TASK DETAILS:
For the records below, the count of lines that hold "PolarsResult" is required; give only that number.

SOURCE MATERIAL:
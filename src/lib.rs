//! FleetLens - Car Rental Fleet Analytics Dashboard
//!
//! Loads vehicle and rental datasets, joins and filters them, and reduces
//! the result to the KPI and chart tables rendered by the egui dashboard.

pub mod config;
pub mod data;
pub mod gui;
pub mod stats;

use polars::prelude::PolarsResult;

use data::filter::{self, FilterCriteria};
use data::processor::PreparedData;
use stats::{DashboardSummary, StatsCalculator};

/// One full Filter -> Aggregation run over the prepared datasets.
///
/// Stateless and re-entrant: the prepared data is never mutated, so the
/// surrounding UI can invoke this on every filter interaction.
pub fn run_pipeline(
    data: &PreparedData,
    criteria: &FilterCriteria,
) -> PolarsResult<DashboardSummary> {
    let filtered = filter::apply(data, criteria)?;
    StatsCalculator::summarize(&filtered)
}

SOLUTION TO THIS TASK:
2